Era o dia 23 de julho de 1948. Lobato estava deitado, recuperando-se de um espasmo cerebral. O sol ainda não nascera. A lua, meio atrasada, ainda estava no céu; os padeiros e os leiteiros, usando o pregão diário, colocavam o leite e pão nos parapeitos das janelas.
Acordado, depois de uma longa noite de insônia, Lobato apanhou uma folha de papel e um lápis e deu de rascunhar uma carta a Godofredo Rangel, prenunciando ser a ultima carta que mandava ao amigo.
A carta mostrava uma grande vitória do escritor, isto é, sua chegada aos 66 anos de idade. A sua doença, ocorrida semanas antes, Lobato a entendeu como um aviso, um anuncio de que a morte estava a espreita, vivendo em todos os cantos de seu apartamento.
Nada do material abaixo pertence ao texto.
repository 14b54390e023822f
//! HTTP surface: `POST /task`.
//!
//! | Outcome                | Status | Body                                   |
//! |------------------------|--------|----------------------------------------|
//! | queued                 | 202    | `{"message": "Task queued"}`           |
//! | missing `user_id`      | 400    | `{"error": "Missing user_id"}`         |
//! | over admission cap     | 429    | `{"error": "Rate limit exceeded"}`     |
//! | store/infra failure    | 500    | `{"error": "Internal server error"}`   |

use axum::extract::rejection::JsonRejection;
use axum::extract::State;
use axum::http::StatusCode;
use axum::response::{IntoResponse, Response};
use axum::routing::{get, post};
use axum::{Json, Router};
use serde::{Deserialize, Serialize};
use serde_json::Value;
use tower_http::trace::TraceLayer;

use crate::core::{IngressGateway, QueueError, Spawn};

/// Body field naming the principal.
pub const PRINCIPAL_FIELD: &str = "user_id";

/// Success response body.
#[derive(Debug, Clone, PartialEq, Eq, Serialize, Deserialize)]
pub struct MessageResponse {
    /// Human readable message.
    pub message: String,
}

/// Error response body.
#[derive(Debug, Clone, PartialEq, Eq, Serialize, Deserialize)]
pub struct ErrorResponse {
    /// Human readable message.
    pub error: String,
}

/// Health response.
#[derive(Debug, Clone, Serialize, Deserialize)]
pub struct Health {
    /// Healthy flag.
    pub ok: bool,
}

impl IntoResponse for QueueError {
    fn into_response(self) -> Response {
        let (status, message) = match &self {
            Self::Validation(_) => (StatusCode::BAD_REQUEST, "Missing user_id"),
            Self::RateLimitExceeded { .. } => (StatusCode::TOO_MANY_REQUESTS, "Rate limit exceeded"),
            Self::Store(_)
            | Self::TaskProcessing(_)
            | Self::DrainLeaseLost(_)
            | Self::InvalidConfig(_) => {
                tracing::error!(error = %self, "error processing task");
                (StatusCode::INTERNAL_SERVER_ERROR, "Internal server error")
            }
        };
        let body = ErrorResponse {
            error: message.to_string(),
        };
        (status, Json(body)).into_response()
    }
}

/// Build the task router over a gateway.
pub fn task_router<S>(gateway: IngressGateway<S>) -> Router
where
    S: Spawn + Clone + Send + Sync + 'static,
{
    Router::new()
        .route("/task", post(submit_task::<S>))
        .route("/health", get(health))
        .layer(TraceLayer::new_for_http())
        .with_state(gateway)
}

/// Extract a non-empty string principal from a request body.
///
/// # Errors
///
/// Returns `QueueError::Validation` if the field is absent, empty, or not a
/// string.
pub fn principal_of(body: &Value) -> Result<&str, QueueError> {
    match body.get(PRINCIPAL_FIELD) {
        Some(Value::String(id)) if !id.is_empty() => Ok(id),
        _ => Err(QueueError::Validation(format!("missing {PRINCIPAL_FIELD}"))),
    }
}

async fn submit_task<S>(
    State(gateway): State<IngressGateway<S>>,
    body: Result<Json<Value>, JsonRejection>,
) -> Response
where
    S: Spawn + Clone + Send + Sync + 'static,
{
    // An unreadable body carries no principal either.
    let body = match body {
        Ok(Json(body)) => body,
        Err(rejection) => {
            tracing::debug!(%rejection, "rejecting unreadable task body");
            return QueueError::Validation(format!("missing {PRINCIPAL_FIELD}")).into_response();
        }
    };
    let principal = match principal_of(&body) {
        Ok(principal) => principal.to_string(),
        Err(e) => return e.into_response(),
    };

    match gateway.submit(&principal, body).await {
        Ok(_) => (
            StatusCode::ACCEPTED,
            Json(MessageResponse {
                message: "Task queued".into(),
            }),
        )
            .into_response(),
        Err(e) => e.into_response(),
    }
}

/// Return a health payload.
pub async fn health() -> Json<Health> {
    Json(Health { ok: true })
}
Lobato tinha a certeza que estava perto do fim, a morte anunciara-lhe a necessidade de se preparar para grande viagem.
Essa concepção de que a morte era uma viagem, nasceu dos estudos de Lobato sobre o espiritismo. Nessa carta a Godofredo Rangel, Lobato mostra ao amigo que aceitara a teoria propagada pelo espiritismo da época, “a aceitação da sobrevivência do espírito”, aceitando também que era possível entrar em contato com o mundo pós-morte.
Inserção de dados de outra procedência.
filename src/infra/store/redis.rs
//! Redis-backed atomic store shared by every server process.
//!
//! Plain primitives map to single commands (`LPUSH`, `RPOP`, `LLEN`, `INCR`,
//! `EXPIRE`, `TTL`, `GET`, `SET NX PX`). Owner-checked lease operations run as
//! Lua scripts so the compare and the write happen in one server-side step.

use std::time::Duration;

use async_trait::async_trait;
use redis::aio::ConnectionManager;
use redis::{AsyncCommands, Script};

use crate::core::{AtomicStore, KeyTtl, QueueError};

const EXPIRE_IF_EQUALS: &str = r"
if redis.call('GET', KEYS[1]) == ARGV[1] then
    return redis.call('PEXPIRE', KEYS[1], ARGV[2])
end
return 0
";

const DELETE_IF_EQUALS: &str = r"
if redis.call('GET', KEYS[1]) == ARGV[1] then
    return redis.call('DEL', KEYS[1])
end
return 0
";

/// Store backed by a multiplexed, auto-reconnecting Redis connection.
///
/// Cloning is cheap and shares the underlying connection.
#[derive(Clone)]
pub struct RedisStore {
    conn: ConnectionManager,
    expire_if_equals: Script,
    delete_if_equals: Script,
}

impl RedisStore {
    /// Connect to Redis at `url` (e.g. `redis://127.0.0.1:6379`).
    ///
    /// # Errors
    ///
    /// Returns `QueueError::Store` if the URL is invalid or the initial
    /// connection fails.
    pub async fn connect(url: &str) -> Result<Self, QueueError> {
        let client = redis::Client::open(url).map_err(QueueError::store)?;
        let conn = ConnectionManager::new(client)
            .await
            .map_err(QueueError::store)?;
        tracing::info!(url, "connected to redis");
        Ok(Self {
            conn,
            expire_if_equals: Script::new(EXPIRE_IF_EQUALS),
            delete_if_equals: Script::new(DELETE_IF_EQUALS),
        })
    }

    fn conn(&self) -> ConnectionManager {
        self.conn.clone()
    }
}

fn ttl_secs(ttl: Duration) -> i64 {
    i64::try_from(ttl.as_secs().max(1)).unwrap_or(i64::MAX)
}

fn ttl_millis(ttl: Duration) -> i64 {
    i64::try_from(ttl.as_millis().max(1)).unwrap_or(i64::MAX)
}

#[async_trait]
impl AtomicStore for RedisStore {
    async fn list_push(&self, key: &str, value: String) -> Result<(), QueueError> {
        let _: i64 = self
            .conn()
            .lpush(key, value)
            .await
            .map_err(QueueError::store)?;
        Ok(())
    }

    async fn list_pop(&self, key: &str) -> Result<Option<String>, QueueError> {
        self.conn()
            .rpop(key, None)
            .await
            .map_err(QueueError::store)
    }

    async fn list_len(&self, key: &str) -> Result<usize, QueueError> {
        self.conn().llen(key).await.map_err(QueueError::store)
    }

    async fn incr(&self, key: &str) -> Result<i64, QueueError> {
        self.conn().incr(key, 1_i64).await.map_err(QueueError::store)
    }

    async fn expire(&self, key: &str, ttl: Duration) -> Result<bool, QueueError> {
        self.conn()
            .expire(key, ttl_secs(ttl))
            .await
            .map_err(QueueError::store)
    }

    async fn ttl(&self, key: &str) -> Result<KeyTtl, QueueError> {
        let secs: i64 = self.conn().ttl(key).await.map_err(QueueError::store)?;
        Ok(match secs {
            -2 => KeyTtl::Missing,
            -1 => KeyTtl::Persistent,
            s => KeyTtl::Expires(Duration::from_secs(u64::try_from(s).unwrap_or_default())),
        })
    }

    async fn get(&self, key: &str) -> Result<Option<String>, QueueError> {
        self.conn().get(key).await.map_err(QueueError::store)
    }

    async fn set_if_absent(
        &self,
        key: &str,
        value: &str,
        ttl: Option<Duration>,
    ) -> Result<bool, QueueError> {
        let mut cmd = redis::cmd("SET");
        cmd.arg(key).arg(value).arg("NX");
        if let Some(ttl) = ttl {
            cmd.arg("PX").arg(ttl_millis(ttl));
        }
        let mut conn = self.conn();
        let reply: Option<String> = cmd.query_async(&mut conn).await.map_err(QueueError::store)?;
        Ok(reply.is_some())
    }

    async fn expire_if_equals(
        &self,
        key: &str,
        expected: &str,
        ttl: Duration,
    ) -> Result<bool, QueueError> {
        let mut conn = self.conn();
        let updated: i64 = self
            .expire_if_equals
            .key(key)
            .arg(expected)
            .arg(ttl_millis(ttl))
            .invoke_async(&mut conn)
            .await
            .map_err(QueueError::store)?;
        Ok(updated == 1)
    }

    async fn delete_if_equals(&self, key: &str, expected: &str) -> Result<bool, QueueError> {
        let mut conn = self.conn();
        let deleted: i64 = self
            .delete_if_equals
            .key(key)
            .arg(expected)
            .invoke_async(&mut conn)
            .await
            .map_err(QueueError::store)?;
        Ok(deleted == 1)
    }
}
Embora demonstrasse dúvida, Lobato começara a aceitar, em consequência de suas pesquisas, que morrer é apenas “ passar do estado vivo para o estado de não vivo”. Na verdade a morte é um pulo químico no espaço, esse pulo apresentava características da possibilidade e da realidade.
O autor confessa ao amigo que está movido por uma curiosidade evolutiva, ou seja, desejo de mergulhar de cabeça no além; verificar com seus próprios olhos se, no mundo desse além, o espírito não mais tossirá, terá isenção da pigarreira, e não mais precisará fazer as necessidades fisiológicas, em outras palavras, ser totalmente livre.
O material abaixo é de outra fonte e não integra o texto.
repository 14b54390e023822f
//! Shared utilities.

pub mod clock;
pub mod telemetry;

pub use clock::*;
pub use telemetry::*;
O artista, agindo como um pesquisador, leva em conta outra possibilidade, de nada disso ser verdadeiro. O negócio a fazer então, é a penetração na existência do não ser, isto é, bater de cara, no além, com o nada.
Na madrugada de sua morte, os boêmios cantavam pelas ruas músicas muito confusas; as prostitutas, cansadas, voltavam do trabalho; os políticos tentavam superfaturar obras destinadas à melhoria da vida, como sempre nas madrugadas. Às 4 horas os telefones começaram a cruzar o espaço aéreo transmitindo a mensagem: – Lobato acaba de morrer. Em seu apartamento, os amigos foram chegando. Os móveis da sala estavam fora do lugar, o forte cheiro de remédio ainda estava no ar; Dona Purezinha, esposa do escritor chorava lágrimas vindas da alma; Arthur Neves, que fundara a editora Brasiliense, juntamente com Lobato e Caio Prado Júnior, consolava os familiares.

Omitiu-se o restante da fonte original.